### What needs to be done
Both the line below containing "query maps to" and the line containing "fn as_ref(&self) ->", along with every line between them, should be repeated exactly; no other line belongs in the answer.

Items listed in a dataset
---------------

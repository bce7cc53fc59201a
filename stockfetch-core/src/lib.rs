//! stockfetch core: cache-backed, retrying time-series fetches for a
//! rate-limited market-data provider.
//!
//! - Query model and deterministic cache keys
//! - File-backed response cache with per-entry TTL and atomic writes
//! - Resilient fetcher: timeout, bounded exponential backoff, provider markers
//! - Daily request quota and cooperative cancellation
//! - Data client composing cache and fetcher

pub mod cache;
pub mod cancel;
pub mod client;
pub mod config;
pub mod error;
pub mod fetcher;
pub mod key;
pub mod query;
pub mod quota;
pub mod series;
pub mod transport;

pub use cache::{CacheEntry, CacheError, CacheLookup, CacheStats, CacheStore};
pub use cancel::CancelToken;
pub use client::{DataClient, FetchPhase, DEFAULT_TTL};
pub use config::{ConfigError, FetchConfig};
pub use error::{FailureKind, FetchError, FetchOutcome};
pub use fetcher::{
    FetchedPayload, MarkerRule, ProviderMarkers, ResilientFetcher, RetryPolicy, SeriesFetcher,
    Sleeper, ThreadSleeper,
};
pub use key::{derive, CacheKey};
pub use query::{Interval, OutputSize, Query, SeriesFunction};
pub use quota::RequestQuota;
pub use series::{InvalidDateRange, OhlcvRecord, Series};
pub use transport::{HttpResponse, HttpTransport, Transport, TransportError};

#[cfg(test)]
mod tests {
    use super::*;

    /// Compile-time check: the client and its parts can move to a worker thread.
    #[allow(dead_code)]
    fn assert_send_sync() {
        fn require_send<T: Send>() {}
        fn require_sync<T: Sync>() {}

        require_send::<DataClient>();
        require_sync::<DataClient>();
        require_send::<ResilientFetcher>();
        require_sync::<ResilientFetcher>();
        require_send::<CacheStore>();
        require_sync::<CacheStore>();
        require_send::<RequestQuota>();
        require_sync::<RequestQuota>();
        require_send::<Series>();
        require_sync::<Series>();
        require_send::<FetchError>();
        require_sync::<FetchError>();
    }
}
//! Cache key derivation.
//!
//! A key is the BLAKE3 digest of a canonical JSON rendering of the query's
//! identity. It depends only on the query fields, so the same query maps to
//! the same cache file across runs, builds and platforms.

use crate::error::FetchError;
use crate::query::Query;
use serde_json::json;
use std::fmt;

/// Deterministic fingerprint of a [`Query`], used as the cache file stem.
#[derive(Debug, Clone, PartialEq, Eq, Hash)]
pub struct CacheKey(String);

impl CacheKey {
    pub fn as_str(&self) -> &str {
        &self.0
    }
}

impl fmt::Display for CacheKey {
    fn fmt(&self, f: &mut fmt::Formatter<'_>) -> fmt::Result {
        f.write_str(&self.0)
    }
}

impl AsRef<str> for CacheKey {
    fn as_ref(&self) -> &str {
        &self.0
    }
}

/// Derive the cache key for `query`.
///
/// Fails with [`FetchError::InvalidQuery`] when the interval does not match
/// the series function.
pub fn derive(query: &Query) -> Result<CacheKey, FetchError> {
    query.validate()?;

    // json! with fixed field names renders keys in sorted order
    let canonical = json!({
        "symbol": query.symbol,
        "function": query.function.api_name(),
        "interval": query.interval.map(|i| i.as_str()),
        "outputsize": query.output_size.as_str(),
    });

    let hash = blake3::hash(canonical.to_string().as_bytes());
    Ok(CacheKey(hash.to_hex().to_string()))
}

---------------

### Response for this exercise
//! identity. It depends only on the query fields, so the same query maps to
//! the same cache file across runs, builds and platforms.

use crate::error::FetchError;
use crate::query::Query;
use serde_json::json;
use std::fmt;

/// Deterministic fingerprint of a [`Query`], used as the cache file stem.
#[derive(Debug, Clone, PartialEq, Eq, Hash)]
pub struct CacheKey(String);

impl CacheKey {
    pub fn as_str(&self) -> &str {
        &self.0
    }
}

impl fmt::Display for CacheKey {
    fn fmt(&self, f: &mut fmt::Formatter<'_>) -> fmt::Result {
        f.write_str(&self.0)
    }
}

impl AsRef<str> for CacheKey {
    fn as_ref(&self) -> &str {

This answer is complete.